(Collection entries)
┄┄┄┄┄┄

use std::path::Path;

use rand::rngs::StdRng;
use rand::seq::SliceRandom;
use rand::SeedableRng;
use rayon::prelude::*;
use serde::{Deserialize, Serialize};

use super::{Model, Network, NeuralFamily};
use super::optim::Adam;
use crate::dataset::DatasetSplit;
use crate::error::{Error, Result};
use crate::files;

/// Samples per rayon task inside a batch. Partial gradients are summed in task order, so a
/// run gives the same weights on any number of threads.
const GRADIENT_CHUNK: usize = 8;

#[derive(Clone, Debug, PartialEq, Serialize, Deserialize)]
#[serde(default)]
pub struct TrainingConfig {
  pub epochs: usize,
  pub batch_size: usize,
  pub learning_rate: f32,
  /// Epochs without a validation improvement before training stops.
  pub patience: usize,
  pub mlp_layers: Vec<usize>,
  pub lstm_units: usize,
  pub highway_layers: usize,
}

impl Default for TrainingConfig {
  fn default() -> Self {
    TrainingConfig {
      epochs: 100,
      batch_size: 64,
      learning_rate: 0.001,
      patience: 10,
      mlp_layers: vec![50, 40, 30],
      lstm_units: 64,
      highway_layers: 6,
    }
  }
}

impl TrainingConfig {
  pub fn validate(&self) -> Result<()> {
    if self.epochs == 0 || self.batch_size == 0 {
      return Err(Error::Configuration("training epochs and batch_size must be positive".to_string()));
    }
    if !(self.learning_rate > 0.0) {
      return Err(Error::Configuration(format!("learning rate {} must be positive", self.learning_rate)));
    }
    if self.lstm_units == 0 || self.mlp_layers.iter().any(|&u| u == 0) {
      return Err(Error::Configuration("layer widths must be positive".to_string()));
    }
    Ok(())
  }
}

#[derive(Clone, Debug, PartialEq, Serialize, Deserialize)]
pub struct EpochRecord {
  pub epoch: usize,
  pub loss: f32,
  pub val_loss: f32,
  pub mae: f32,
  pub val_mae: f32,
}

#[derive(Clone, Debug, PartialEq, Serialize, Deserialize)]
pub struct TrainingLog {
  pub family: NeuralFamily,
  pub epochs: Vec<EpochRecord>,
  pub best_epoch: usize,
  pub stopped_early: bool,
}

impl TrainingLog {
  pub fn save(&self, path: &Path) -> Result<()> {
    files::write_json(path, self)
  }
}

/// Inputs shaped for `family`: one flat row per sample, plus the per-item shape the model
/// is built with.
pub fn model_input_shape(family: NeuralFamily, split: &DatasetSplit) -> Result<Vec<usize>> {
  let item = split.features.item_shape();
  if family.is_sequence() {
    if item.len() != 2 {
      return Err(Error::Shape(format!(
        "{} needs features shaped [n, frames, coefficients], dataset has {:?}",
        family, split.features.shape
      )));
    }
    Ok(item.to_vec())
  } else {
    Ok(vec![item.iter().product()])
  }
}

fn check_split(model: &Model, split: &DatasetSplit, name: &str) -> Result<()> {
  if split.is_empty() {
    return Err(Error::Shape(format!("{} split is empty", name)));
  }
  if split.features.row_len() != model.input_len() || split.patches.row_len() != model.output_size {
    return Err(Error::Shape(format!(
      "{} split rows are {} features -> {} parameters, model expects {} -> {}",
      name,
      split.features.row_len(),
      split.patches.row_len(),
      model.input_len(),
      model.output_size
    )));
  }
  Ok(())
}

/// Mean loss and mean absolute error over `split` without touching the weights.
fn evaluate(network: &Network, split: &DatasetSplit) -> (f32, f32) {
  let (loss, mae) = (0..split.len())
    .into_par_iter()
    .map(|i| {
      let y = network.predict(split.features.row(i));
      let target = split.patches.row(i);
      let n = y.len() as f32;
      let loss = y.iter().zip(target).map(|(a, b)| (a - b).powi(2)).sum::<f32>() / n;
      let mae = y.iter().zip(target).map(|(a, b)| (a - b).abs()).sum::<f32>() / n;
      (loss as f64, mae as f64)
    })
    .collect::<Vec<_>>()
    .into_iter()
    .fold((0.0, 0.0), |acc, (l, m)| (acc.0 + l, acc.1 + m));
  let n = split.len() as f64;
  ((loss / n) as f32, (mae / n) as f32)
}

/// Train `model` on `train`, validating on `test` after every epoch.
///
/// Stops once validation loss has not improved for `patience` epochs and restores the
/// weights from the best epoch.
pub fn fit(
  model: &mut Model,
  train: &DatasetSplit,
  test: &DatasetSplit,
  config: &TrainingConfig,
  seed: Option<u64>,
) -> Result<TrainingLog> {
  config.validate()?;
  check_split(model, train, "train")?;
  check_split(model, test, "test")?;

  let mut rng = match seed {
    Some(seed) => StdRng::seed_from_u64(seed),
    None => StdRng::from_entropy(),
  };
  let mut adam = Adam::new(config.learning_rate, model.network.tensors().iter().map(|t| t.len()));
  let mut order: Vec<usize> = (0..train.len()).collect();

  let mut log = TrainingLog {
    family: model.family,
    epochs: Vec::with_capacity(config.epochs),
    best_epoch: 0,
    stopped_early: false,
  };
  let mut best: Option<(f32, Network)> = None;
  let mut waited = 0;

  for epoch in 1..=config.epochs {
    order.shuffle(&mut rng);
    let mut loss_sum = 0f64;
    let mut mae_sum = 0f64;

    for batch in order.chunks(config.batch_size) {
      let network = &model.network;
      let partials: Vec<(Network, f64, f64)> = batch
        .par_chunks(GRADIENT_CHUNK)
        .map(|chunk| {
          let mut grads = network.zeros_like();
          let mut loss = 0f64;
          let mut mae = 0f64;
          for &i in chunk {
            let (l, m) = network.accumulate(train.features.row(i), train.patches.row(i), &mut grads);
            loss += l as f64;
            mae += m as f64;
          }
          (grads, loss, mae)
        })
        .collect();

      let mut partials = partials.into_iter();
      let (mut grads, mut loss, mut mae) = match partials.next() {
        Some(first) => first,
        None => continue,
      };
      for (g, l, m) in partials {
        grads.add_assign(&g);
        loss += l;
        mae += m;
      }
      loss_sum += loss;
      mae_sum += mae;

      adam.update(model.network.tensors_mut(), grads.tensors(), 1.0 / batch.len() as f32);
    }

    let n = train.len() as f64;
    let (val_loss, val_mae) = evaluate(&model.network, test);
    let record = EpochRecord {
      epoch,
      loss: (loss_sum / n) as f32,
      val_loss,
      mae: (mae_sum / n) as f32,
      val_mae,
    };
    log::info!(
      "{} epoch {}/{}: loss {:.5} mae {:.5} val_loss {:.5} val_mae {:.5}",
      model.family,
      epoch,
      config.epochs,
      record.loss,
      record.mae,
      record.val_loss,
      record.val_mae
    );
    log.epochs.push(record);

    if !val_loss.is_finite() {
      return Err(Error::Shape(format!("{} training diverged at epoch {}", model.family, epoch)));
    }
    let improved = best.as_ref().map_or(true, |(b, _)| val_loss < *b);
    if improved {
      best = Some((val_loss, model.network.clone()));
      log.best_epoch = epoch;
      waited = 0;
    } else {
      waited += 1;
      if waited >= config.patience {
        log::info!("{}: no improvement for {} epochs, stopping", model.family, waited);
        log.stopped_early = true;
        break;
      }
    }
  }

  if let Some((val_loss, network)) = best {
    log::info!("{}: keeping weights from epoch {} (val_loss {:.5})", model.family, log.best_epoch, val_loss);
    model.network = network;
  }
  Ok(log)
}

┄┄┄┄┄┄

Copy every line above in which the string "rand" shows up.

use rand::rngs::StdRng;
use rand::seq::SliceRandom;
use rand::SeedableRng;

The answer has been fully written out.